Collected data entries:
━━━━━━━━━━━━━━━━━━━━

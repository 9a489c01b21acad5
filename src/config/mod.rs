//! Configuration management subsystem.
//!
//! # Data Flow
//! ```text
//! config file (TOML)
//!     → loader.rs (parse & deserialize)
//!     → validation.rs (semantic checks)
//!     → ServiceConfig (validated, immutable)
//!     → cloned into the HTTP server and upstream client at startup
//! ```
//!
//! # Design Decisions
//! - Config is immutable once loaded
//! - All fields have defaults to allow minimal configs
//! - Validation separates syntactic (serde) from semantic checks

pub mod loader;
pub mod schema;
pub mod validation;

pub use loader::{load_config, parse_config, ConfigError};
pub use schema::{ListenerConfig, ObservabilityConfig, ServiceConfig, UpstreamConfig};
pub use validation::{validate_config, ValidationError};
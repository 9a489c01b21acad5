//! OS signal handling.

/// Resolve when the process is asked to stop (Ctrl+C, or SIGTERM on unix).
pub async fn shutdown_signal() {
    let ctrl_c = async {
        if let Err(e) = tokio::signal::ctrl_c().await {
            tracing::error!(error = %e, "Failed to listen for Ctrl+C");
            std::future::pending::<()>().await;
        }
    };

    #[cfg(unix)]
    let terminate = async {
        match tokio::signal::unix::signal(tokio::signal::unix::SignalKind::terminate()) {
            Ok(mut signal) => {
                signal.recv().await;
            }
            Err(e) => {
                tracing::error!(error = %e, "Failed to install SIGTERM handler");
                std::future::pending::<()>().await;
            }
        }
    };

    #[cfg(not(unix))]
    let terminate = std::future::pending::<()>();

    tokio::select! {
        _ = ctrl_c => tracing::info!("Received Ctrl+C"),
        _ = terminate => tracing::info!("Received SIGTERM"),
    }
}
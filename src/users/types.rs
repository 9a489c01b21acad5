//! User record types.

use std::fmt;

use serde::de::{self, Deserializer, IgnoredAny, MapAccess, Visitor};
use serde::{Deserialize, Serialize};

/// A user as exchanged with the upstream API.
///
/// Decoding is lenient in the same places on both sides of the proxy:
/// keys match case-insensitively, `null` leaves a field at its zero value,
/// missing fields default and unknown fields are dropped. Re-encoding a
/// decoded payload therefore projects it onto exactly these four keys.
#[derive(Debug, Clone, Default, PartialEq, Eq, Serialize)]
pub struct User {
    pub id: i64,
    pub name: String,
    pub username: String,
    pub email: String,
}

impl User {
    /// Decode the first JSON value of a request body. Anything after it is
    /// not read.
    pub fn from_json(bytes: &[u8]) -> Result<Self, serde_json::Error> {
        let mut de = serde_json::Deserializer::from_slice(bytes);
        User::deserialize(&mut de)
    }

    /// Decode an upstream users list. A `null` body decodes to `None`.
    pub fn list_from_json(bytes: &[u8]) -> Result<Option<Vec<Self>>, serde_json::Error> {
        serde_json::from_slice(bytes)
    }
}

impl<'de> Deserialize<'de> for User {
    fn deserialize<D: Deserializer<'de>>(deserializer: D) -> Result<Self, D::Error> {
        deserializer.deserialize_any(UserVisitor)
    }
}

struct UserVisitor;

impl<'de> Visitor<'de> for UserVisitor {
    type Value = User;

    fn expecting(&self, f: &mut fmt::Formatter<'_>) -> fmt::Result {
        f.write_str("a user object")
    }

    fn visit_unit<E: de::Error>(self) -> Result<User, E> {
        Ok(User::default())
    }

    fn visit_map<A: MapAccess<'de>>(self, mut map: A) -> Result<User, A::Error> {
        let mut user = User::default();
        while let Some(key) = map.next_key::<String>()? {
            match key.to_lowercase().as_str() {
                "id" => assign(&mut user.id, map.next_value()?),
                "name" => assign(&mut user.name, map.next_value()?),
                "username" => assign(&mut user.username, map.next_value()?),
                "email" => assign(&mut user.email, map.next_value()?),
                _ => {
                    map.next_value::<IgnoredAny>()?;
                }
            }
        }
        Ok(user)
    }
}

// null keeps whatever the field already holds
fn assign<T>(field: &mut T, value: Option<T>) {
    if let Some(value) = value {
        *field = value;
    }
}
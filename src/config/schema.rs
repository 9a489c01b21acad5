//! Configuration schema definitions.
//!
//! All types derive Serde traits for deserialization from config files.
//! Every section carries `#[serde(default)]` so a partial file is valid.

use serde::{Deserialize, Serialize};

/// Root configuration for the user proxy.
#[derive(Debug, Clone, Deserialize, Serialize, Default)]
#[serde(default)]
pub struct ServiceConfig {
    /// Local listener settings.
    pub listener: ListenerConfig,

    /// The upstream users API.
    pub upstream: UpstreamConfig,

    /// Observability settings.
    pub observability: ObservabilityConfig,
}

/// Listener configuration.
#[derive(Debug, Clone, Deserialize, Serialize)]
#[serde(default)]
pub struct ListenerConfig {
    /// Bind address (e.g., "0.0.0.0:8000").
    pub bind_address: String,

    /// Maximum accepted request body in bytes.
    pub max_body_size: usize,
}

impl Default for ListenerConfig {
    fn default() -> Self {
        Self {
            bind_address: "0.0.0.0:8000".to_string(),
            max_body_size: 2 * 1024 * 1024, // 2MB
        }
    }
}

/// Upstream API configuration.
///
/// The pool settings are applied to the one client shared by every handler.
#[derive(Debug, Clone, Deserialize, Serialize)]
#[serde(default)]
pub struct UpstreamConfig {
    /// Scheme and host of the upstream API, without a trailing slash.
    pub base_url: String,

    /// Path of the users collection, appended to `base_url`.
    pub users_path: String,

    /// Idle keep-alive connections kept per upstream host.
    pub pool_max_idle_per_host: usize,

    /// Seconds an idle pooled connection is kept before closing.
    pub pool_idle_timeout_secs: u64,

    /// TCP keep-alive interval in seconds.
    pub tcp_keepalive_secs: u64,

    /// User-Agent sent on upstream requests.
    pub user_agent: String,

    /// Honour HTTP(S)_PROXY environment variables for upstream calls.
    pub use_system_proxy: bool,
}

impl Default for UpstreamConfig {
    fn default() -> Self {
        Self {
            base_url: "https://jsonplaceholder.typicode.com".to_string(),
            users_path: "/users".to_string(),
            pool_max_idle_per_host: 32,
            pool_idle_timeout_secs: 90,
            tcp_keepalive_secs: 60,
            user_agent: concat!("user-proxy/", env!("CARGO_PKG_VERSION")).to_string(),
            use_system_proxy: true,
        }
    }
}

/// Observability configuration.
#[derive(Debug, Clone, Deserialize, Serialize)]
#[serde(default)]
pub struct ObservabilityConfig {
    /// Log level (trace, debug, info, warn, error).
    pub log_level: String,

    /// Enable the Prometheus metrics endpoint.
    pub metrics_enabled: bool,

    /// Metrics endpoint bind address.
    pub metrics_address: String,
}

impl Default for ObservabilityConfig {
    fn default() -> Self {
        Self {
            log_level: "info".to_string(),
            metrics_enabled: false,
            metrics_address: "0.0.0.0:9090".to_string(),
        }
    }
}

━━━━━━━━━━━━━━━━━━━━

# TASK DIRECTIONS:
Please show every line above that includes the word "Received".

# EXERCISE OUTPUT:
        _ = ctrl_c => tracing::info!("Received Ctrl+C"),
        _ = terminate => tracing::info!("Received SIGTERM"),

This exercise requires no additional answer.